- Nickname: Rob
- Born: 6 May 1896 Southsea, Hampshire
- Died: 9 January 1937 (aged 40) Durban, South Africa
- Buried: Stellawood Cemetery, Durban
- Allegiance: United Kingdom
- Branch: British Army
- Rank: Temporary Lieutenant
- Unit: Royal Field Artillery
- Conflicts: World War I
- Awards: Victoria Cross, 1914–15 Star, British War Medal, Allied Victory Medal 1914-1918
- Other work: Farmer in Northern Rhodesia, Sergeant-at-Arms to the Southern Rhodesian Legislative Assembly, Parliamentary Librarian

= Robert Vaughan Gorle =

Robert Vaughan Gorle VC (6 May 1896 - 9 January 1937) was an English recipient of the Victoria Cross, the highest and most prestigious award for gallantry in the face of the enemy that can be awarded to British and Commonwealth forces.

Gorle was born in Southsea on 6 May 1896 and educated at Malvern College and Rugby School. Prior to the First World War was a farmer in South Africa.

Captain Robert V Gorle before his award

Captain Gorle was promoted to temporary lieutenant in "A" Battery, 50th Brigade, Royal Field Artillery, British Army at Ledeghem, Belgium, during the First World War when he performed the deed for which he was awarded the Victoria Cross. According to VCs of the First World War: The Final Days 1918 by Gerald Gliddon, young Mr Gorle won his award on 1 October. It was the fourth and last battle of Ypres when 50th Brigade supported an attack at the village of Ledegham. The attack began at 06H15 for about 30 minutes of artillery fire. Neither allied troops to the left or right of the British troops had been able to make any progress against the enemy, even with the artillery. This resulted in the line of British troops faltering and beginning to retreat to the north of Ledegham. Upon seeing this, Mr Gorle took it upon himself to charge his gun at the enemy and fire over open sights, not once but three times. When the 38th (Ulster) division saw such gallantry and bravery in the face of the enemy infantry, they rallied to Gorle, and his men with the 18-pounder, and overcame the enemy machine gunner nests on Hill 41. Gorle was decorated nine months and 18 days later in the Quadrangle of Buckingham Palace by King George VI on 19 June 1919. It was a proud moment for his family after his father, Major Harry Vaughan Gorle D.S.O A.S.C., had only narrowly missed being awarded the V.C. too, receiving instead, the DSO for his efforts in the Boer Wars in South Africa.

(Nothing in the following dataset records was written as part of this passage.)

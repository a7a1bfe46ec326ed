use crate::DavResult;
use crate::errors::DavError;

/// HTTP Methods supported by the distributor.
#[derive(Debug, PartialEq, Eq, Hash, Clone, Copy)]
#[repr(u32)]
pub enum DavMethod {
    Head = 0x0001,
    Get = 0x0002,
    Put = 0x0004,
    Patch = 0x0008,
    Options = 0x0010,
    PropFind = 0x0020,
    PropPatch = 0x0040,
    MkCol = 0x0080,
    Copy = 0x0100,
    Move = 0x0200,
    Delete = 0x0400,
    Lock = 0x0800,
    Unlock = 0x1000,
}

const ALL_METHODS: [DavMethod; 13] = [
    DavMethod::Head,
    DavMethod::Get,
    DavMethod::Put,
    DavMethod::Patch,
    DavMethod::Options,
    DavMethod::PropFind,
    DavMethod::PropPatch,
    DavMethod::MkCol,
    DavMethod::Copy,
    DavMethod::Move,
    DavMethod::Delete,
    DavMethod::Lock,
    DavMethod::Unlock,
];

const HTTP_RO: u32 = DavMethod::Get as u32 | DavMethod::Head as u32 | DavMethod::Options as u32;
const HTTP_RW: u32 = HTTP_RO | DavMethod::Put as u32;
const WEBDAV_RO: u32 = HTTP_RO | DavMethod::PropFind as u32;
const WEBDAV_RW: u32 = 0xffffffff;

impl DavMethod {
    /// Does this method modify the resource (or its locks).
    pub fn is_write(&self) -> bool {
        !matches!(
            self,
            DavMethod::Head | DavMethod::Get | DavMethod::Options | DavMethod::PropFind
        )
    }

    pub fn as_str(&self) -> &'static str {
        match self {
            DavMethod::Head => "HEAD",
            DavMethod::Get => "GET",
            DavMethod::Put => "PUT",
            DavMethod::Patch => "PATCH",
            DavMethod::Options => "OPTIONS",
            DavMethod::PropFind => "PROPFIND",
            DavMethod::PropPatch => "PROPPATCH",
            DavMethod::MkCol => "MKCOL",
            DavMethod::Copy => "COPY",
            DavMethod::Move => "MOVE",
            DavMethod::Delete => "DELETE",
            DavMethod::Lock => "LOCK",
            DavMethod::Unlock => "UNLOCK",
        }
    }
}

// translate method into our own enum that has webdav methods as well.
pub(crate) fn dav_method(m: &http::Method) -> DavResult<DavMethod> {
    let m = match *m {
        http::Method::HEAD => DavMethod::Head,
        http::Method::GET => DavMethod::Get,
        http::Method::PUT => DavMethod::Put,
        http::Method::PATCH => DavMethod::Patch,
        http::Method::DELETE => DavMethod::Delete,
        http::Method::OPTIONS => DavMethod::Options,
        _ => match m.as_str() {
            "PROPFIND" => DavMethod::PropFind,
            "PROPPATCH" => DavMethod::PropPatch,
            "MKCOL" => DavMethod::MkCol,
            "COPY" => DavMethod::Copy,
            "MOVE" => DavMethod::Move,
            "LOCK" => DavMethod::Lock,
            "UNLOCK" => DavMethod::Unlock,
            _ => {
                return Err(DavError::UnknownDavMethod);
            }
        },
    };
    Ok(m)
}

// for external use.
impl TryFrom<&http::Method> for DavMethod {
    type Error = DavError;

    fn try_from(value: &http::Method) -> Result<Self, Self::Error> {
        dav_method(value)
    }
}

impl std::fmt::Display for DavMethod {
    fn fmt(&self, f: &mut std::fmt::Formatter) -> std::fmt::Result {
        f.write_str(self.as_str())
    }
}

/// A set of allowed [`DavMethod`]s.
#[derive(Clone, Copy, Debug, PartialEq, Eq)]
pub struct DavMethodSet(u32);

impl DavMethodSet {
    /// New set, all methods allowed.
    pub fn all() -> DavMethodSet {
        DavMethodSet(WEBDAV_RW)
    }

    /// New empty set.
    pub fn none() -> DavMethodSet {
        DavMethodSet(0)
    }

    /// The methods that do not modify anything.
    pub fn read_only() -> DavMethodSet {
        DavMethodSet(WEBDAV_RO)
    }

    /// Add a method.
    pub fn add(&mut self, m: DavMethod) -> &Self {
        self.0 |= m as u32;
        self
    }

    /// Remove a method.
    pub fn remove(&mut self, m: DavMethod) -> &Self {
        self.0 &= !(m as u32);
        self
    }

    /// Check if a method is in the set.
    pub fn contains(&self, m: DavMethod) -> bool {
        self.0 & (m as u32) > 0
    }

    /// Methods present in both sets.
    pub fn intersect(&self, other: DavMethodSet) -> DavMethodSet {
        DavMethodSet(self.0 & other.0)
    }

    /// The methods in this set, in a fixed order.
    pub fn methods(&self) -> Vec<DavMethod> {
        ALL_METHODS.iter().copied().filter(|m| self.contains(*m)).collect()
    }

    /// Generate an DavMethodSet from a list of words.
    pub fn from_vec(v: Vec<impl AsRef<str>>) -> DavResult<DavMethodSet> {
        let mut m: u32 = 0;
        for w in &v {
            m |= match w.as_ref().to_lowercase().as_str() {
                "http-ro" => HTTP_RO,
                "http-rw" => HTTP_RW,
                "webdav-ro" => WEBDAV_RO,
                "webdav-rw" => WEBDAV_RW,
                word => {
                    let method = http::Method::from_bytes(word.to_uppercase().as_bytes())
                        .map_err(|_| DavError::UnknownDavMethod)?;
                    dav_method(&method)? as u32
                },
            };
        }
        Ok(DavMethodSet(m))
    }
}

/// WebDAV `Depth`.
#[derive(Debug, Clone, Copy, PartialEq, Eq)]
pub enum Depth {
    Zero,
    One,
    Infinity,
}

impl Depth {
    /// Parse the value of a `Depth:` header.
    pub fn parse(s: &str) -> Option<Depth> {
        match s.trim().to_ascii_lowercase().as_str() {
            "0" => Some(Depth::Zero),
            "1" => Some(Depth::One),
            "infinity" => Some(Depth::Infinity),
            _ => None,
        }
    }
}

impl std::fmt::Display for Depth {
    fn fmt(&self, f: &mut std::fmt::Formatter) -> std::fmt::Result {
        match self {
            Depth::Zero => f.write_str("0"),
            Depth::One => f.write_str("1"),
            Depth::Infinity => f.write_str("infinity"),
        }
    }
}
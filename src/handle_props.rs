use std::collections::BTreeMap;

use http::StatusCode as SC;

use crate::DavResult;
use crate::account::{DavAccount, Permission};
use crate::distributor::{DavPassport, DavRoute, Distributor};
use crate::errors::DavError;
use crate::fs::DavMetaData;
use crate::props::{self, BasicValues, DavProperty};
use crate::request::{DavRequest, DavResponse};
use crate::util::Depth;

// Just the basic properties, no provider round trip.
pub(crate) fn basic_property(route: &DavRoute<'_>, meta: &dyn DavMetaData) -> DavProperty {
    DavProperty {
        path: route.path.clone(),
        is_collection: meta.is_dir(),
        basic_data: BasicValues::from_meta(route.path.name(), meta).0,
        extra_data: BTreeMap::new(),
        extra_not_found: Vec::new(),
    }
}

impl Distributor {
    pub(crate) async fn handle_propfind(
        &self,
        passport: &DavPassport<'_>,
        req: &DavRequest,
        account: &DavAccount,
    ) -> DavResult<DavResponse> {
        let src = &passport.src;
        let depth = req.depth.unwrap_or(Depth::Infinity);
        let meta = src.provider().metadata(&src.rel_path).await?;

        let mut res = Vec::new();
        let mut todo = vec![(src.clone(), meta, 0usize)];
        while let Some((route, meta, level)) = todo.pop() {
            let is_dir = meta.is_dir();
            let basic = BasicValues::from_meta(route.path.name(), &*meta);
            let prop = props::compose(
                &route.path,
                is_dir,
                basic,
                &req.propfind,
                route.provider(),
                &route.rel_path,
            )
            .await?;
            res.push(prop);

            let descend = match depth {
                Depth::Zero => false,
                Depth::One => level == 0,
                Depth::Infinity => true,
            };
            if !is_dir || !descend {
                continue;
            }
            for dirent in route.provider().read_dir(&route.rel_path).await? {
                let child = route.child(&dirent.name())?;
                // denied members are left out, and not descended into.
                if account.resolve(&child.path, false) == Permission::Denied {
                    continue;
                }
                match dirent.metadata() {
                    Ok(meta) => todo.push((child, meta, level + 1)),
                    Err(e) => debug!("propfind: skipping {}: {:?}", dirent.name(), e),
                }
            }
        }
        res.sort_by(|a, b| a.path.cmp(&b.path));
        Ok(DavResponse::MultiStatus(res))
    }

    pub(crate) async fn handle_proppatch(&self, passport: &DavPassport<'_>, req: &DavRequest) -> DavResult<DavResponse> {
        let src = &passport.src;
        if req.patches.is_empty() {
            return Err(DavError::Status(SC::BAD_REQUEST));
        }
        // the resource must exist.
        src.provider().metadata(&src.rel_path).await?;
        let res = props::apply_patch(&src.rel_path, req.patches.clone(), src.provider()).await;
        if !res.is_success() {
            debug!("proppatch {}: {:?}", src.path, res.outcomes());
        }
        Ok(DavResponse::PropPatch(res))
    }
}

His citation in the London Gazette of 14 December 1918 reads:

For most conspicuous bravely, initiative and devotion to duty during the attack on Ledeghem. on 1st October, 1918, when in command of an 18-pdr. gun working in close conjunction with infantry. He brought his gun into action in the most exposed positions on four occasions, and disposed of enemy machine guns by firing over open sights under direct machine-gun fire at 500 to 600 yards' range. Later, seeing that the infantry were being driven back by intense hostile fire, he, without hesitation, galloped his gun in front of the leading infantry, and on two occasions knocked out enemy machine guns which were causing the trouble. His disregard of personal safety and dash were a magnificent example to the wavering line, which rallied and re-took the northern end of the village.

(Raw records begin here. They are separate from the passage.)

use crate::DavResult;
use crate::distributor::{DavPassport, Distributor};
use crate::request::DavResponse;
use crate::util::{DavMethod, DavMethodSet};

impl Distributor {
    pub(crate) async fn handle_options(&self, passport: &DavPassport<'_>) -> DavResult<DavResponse> {
        let src = &passport.src;
        let meta = src.provider().metadata(&src.rel_path).await;

        let mut v = DavMethodSet::none();
        match meta {
            Err(_) => {
                v.add(DavMethod::Options);
                v.add(DavMethod::MkCol);
                v.add(DavMethod::Put);
                v.add(DavMethod::Lock);
            },
            Ok(meta) => {
                if meta.is_file() {
                    v.add(DavMethod::Head);
                    v.add(DavMethod::Get);
                    v.add(DavMethod::Patch);
                    v.add(DavMethod::Put);
                } else {
                    v.add(DavMethod::Get);
                    v.add(DavMethod::Head);
                }
                v.add(DavMethod::Options);
                v.add(DavMethod::PropFind);
                v.add(DavMethod::PropPatch);
                v.add(DavMethod::Copy);
                // the top of a mount cannot go away.
                if !src.is_mount_root() {
                    v.add(DavMethod::Move);
                    v.add(DavMethod::Delete);
                }
                v.add(DavMethod::Lock);
                v.add(DavMethod::Unlock);
            },
        }

        let mut allowed = v.intersect(self.inner.allow);
        if src.mount.readonly {
            allowed = allowed.intersect(DavMethodSet::read_only());
        }
        Ok(DavResponse::Options(allowed))
    }
}
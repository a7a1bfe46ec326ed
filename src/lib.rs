//! A WebDAV (RFC4918) gateway engine.
//!
//! This crate is the layer between a decoded HTTP request and the storage
//! backends behind it. It does not speak HTTP or XML itself; it takes a
//! [`DavRequest`] and produces a [`DavResponse`] (or a [`DavError`] that
//! maps onto a status code).
//!
//! What it does:
//!
//! - routes every request to one of several mounted providers, by longest
//!   prefix, with optional per-account home directories
//! - checks the account's `+prefix` / `-prefix` permission rules
//! - keeps the lock table: exclusive and shared locks, depth, expiry
//! - merges basic metadata and dead properties for PROPFIND, and applies
//!   PROPPATCH with a status per property
//!
//! You supply the providers (see [`fs::DavProvider`]). Included are:
//!
//! - memfs: ephemeral in-memory provider. supports dead properties.
//! - memls: ephemeral in-memory locksystem.
//!
//! ```no_run
//! use davgate::{DavConfig, DavMount, DavRequest, DavMethod};
//! use davgate::{account::DavAccount, memfs::MemFs};
//!
//! # async fn example() -> davgate::DavResult<()> {
//! let dav = DavConfig::new()
//!     .mount(DavMount::new("/", "memory:///", MemFs::new()))
//!     .mount(DavMount::new("/~", "memory:///home", MemFs::new()).home_dir(true))
//!     .default_account(DavAccount::new("guest", ["+/", "-/private"])?)
//!     .build_handler()?;
//!
//! let account = dav.account(None)?;
//! let req = DavRequest::new(DavMethod::MkCol, "/shared");
//! let resp = dav.handle(&req, &account).await?;
//! println!("{}", resp.status());
//! # Ok(())
//! # }
//! ```
#![cfg_attr(docsrs, feature(doc_cfg))]

#[macro_use]
extern crate log;

mod davheaders;
mod distributor;
mod errors;
mod handle_copymove;
mod handle_delete;
mod handle_gethead;
mod handle_lock;
mod handle_mkcol;
mod handle_options;
mod handle_props;
mod handle_put;
mod request;
mod tree;
mod util;

pub mod account;
pub mod davpath;
pub mod davtime;
pub mod fs;
pub mod ls;
#[cfg(any(docsrs, feature = "memfs"))]
#[cfg_attr(docsrs, doc(cfg(feature = "memfs")))]
pub mod memfs;
pub mod memls;
pub mod props;

pub use crate::davheaders::{DavTimeout, Destination, IfTokens, LockToken, Overwrite, Timeout};
pub use crate::distributor::{DavConfig, DavMount, DavPassport, DavRoute, Distributor};
pub use crate::errors::{DavError, DavResult};
pub use crate::request::{DavRequest, DavResponse, LockInfo};
pub use crate::util::{DavMethod, DavMethodSet, Depth};
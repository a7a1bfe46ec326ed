use std::error::Error;

use http::StatusCode;

use crate::davpath::ParseError;
use crate::fs::FsError;
use crate::ls::DavLock;

/// Errors returned by the distributor.
#[derive(Debug)]
pub enum DavError {
    /// malformed or traversal-attempting path
    InvalidPath,
    /// no mount matches the path
    NoSuchMount,
    /// lock token unknown or expired
    NoSuchLock,
    /// lock request conflicts with an existing lock
    Conflict(Box<DavLock>),
    /// write refused, resource is locked
    Locked(Box<DavLock>),
    /// permission resolution failed
    Denied,
    /// mutating method on a read-only mount
    ReadOnly,
    /// COPY/MOVE between two different mounts
    CrossProviderUnsupported,
    UnknownDavMethod,
    InvalidConfig(String),
    Status(StatusCode),
    FsError(FsError),
}

/// Result type for distributor operations.
pub type DavResult<T> = Result<T, DavError>;

impl Error for DavError {
    fn source(&self) -> Option<&(dyn Error + 'static)> {
        match self {
            DavError::FsError(e) => Some(e),
            _ => None,
        }
    }
}

impl std::fmt::Display for DavError {
    fn fmt(&self, f: &mut std::fmt::Formatter) -> std::fmt::Result {
        match self {
            DavError::Conflict(lock) => write!(f, "conflicting lock {} on {}", lock.token, lock.path),
            DavError::Locked(lock) => write!(f, "locked by {} on {}", lock.token, lock.path),
            DavError::InvalidConfig(s) => write!(f, "invalid configuration: {}", s),
            DavError::FsError(e) => write!(f, "provider error: {}", e),
            _ => write!(f, "{:?}", self),
        }
    }
}

impl From<FsError> for DavError {
    fn from(e: FsError) -> Self {
        DavError::FsError(e)
    }
}

impl From<ParseError> for DavError {
    fn from(_: ParseError) -> Self {
        DavError::InvalidPath
    }
}

impl From<StatusCode> for DavError {
    fn from(e: StatusCode) -> Self {
        DavError::Status(e)
    }
}

pub(crate) fn fserror_to_status(e: FsError) -> StatusCode {
    match e {
        FsError::NotImplemented => StatusCode::NOT_IMPLEMENTED,
        FsError::GeneralFailure => StatusCode::INTERNAL_SERVER_ERROR,
        FsError::Exists => StatusCode::METHOD_NOT_ALLOWED,
        FsError::NotFound => StatusCode::NOT_FOUND,
        FsError::Forbidden => StatusCode::FORBIDDEN,
        FsError::InsufficientStorage => StatusCode::INSUFFICIENT_STORAGE,
        FsError::TooLarge => StatusCode::PAYLOAD_TOO_LARGE,
    }
}

impl DavError {
    /// The HTTP status a caller should answer with.
    pub fn statuscode(&self) -> StatusCode {
        match self {
            DavError::InvalidPath => StatusCode::BAD_REQUEST,
            DavError::NoSuchMount => StatusCode::NOT_FOUND,
            DavError::NoSuchLock => StatusCode::CONFLICT,
            DavError::Conflict(_) => StatusCode::LOCKED,
            DavError::Locked(_) => StatusCode::LOCKED,
            DavError::Denied => StatusCode::FORBIDDEN,
            DavError::ReadOnly => StatusCode::METHOD_NOT_ALLOWED,
            DavError::CrossProviderUnsupported => StatusCode::BAD_GATEWAY,
            DavError::UnknownDavMethod => StatusCode::NOT_IMPLEMENTED,
            DavError::InvalidConfig(_) => StatusCode::INTERNAL_SERVER_ERROR,
            DavError::Status(e) => *e,
            DavError::FsError(e) => fserror_to_status(*e),
        }
    }
}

Gravestone as it was in 1937

After the war Gorle returned to Africa, eventually settling in Southern Rhodesia where he was appointed as Sergeant-at-Arms to the Southern Rhodesian Legislative Assembly. He died on 9 January 1937 of yellow fever and was buried in Stellawood Cemetery, Durban, South Africa.

Gorle's dress medal miniatures

His VC is on display in the Lord Ashcroft Gallery at the Imperial War Museum, London after being purchased privately in 1993 through an agent from an unknown private seller whom is thought to have been Kevin Patience.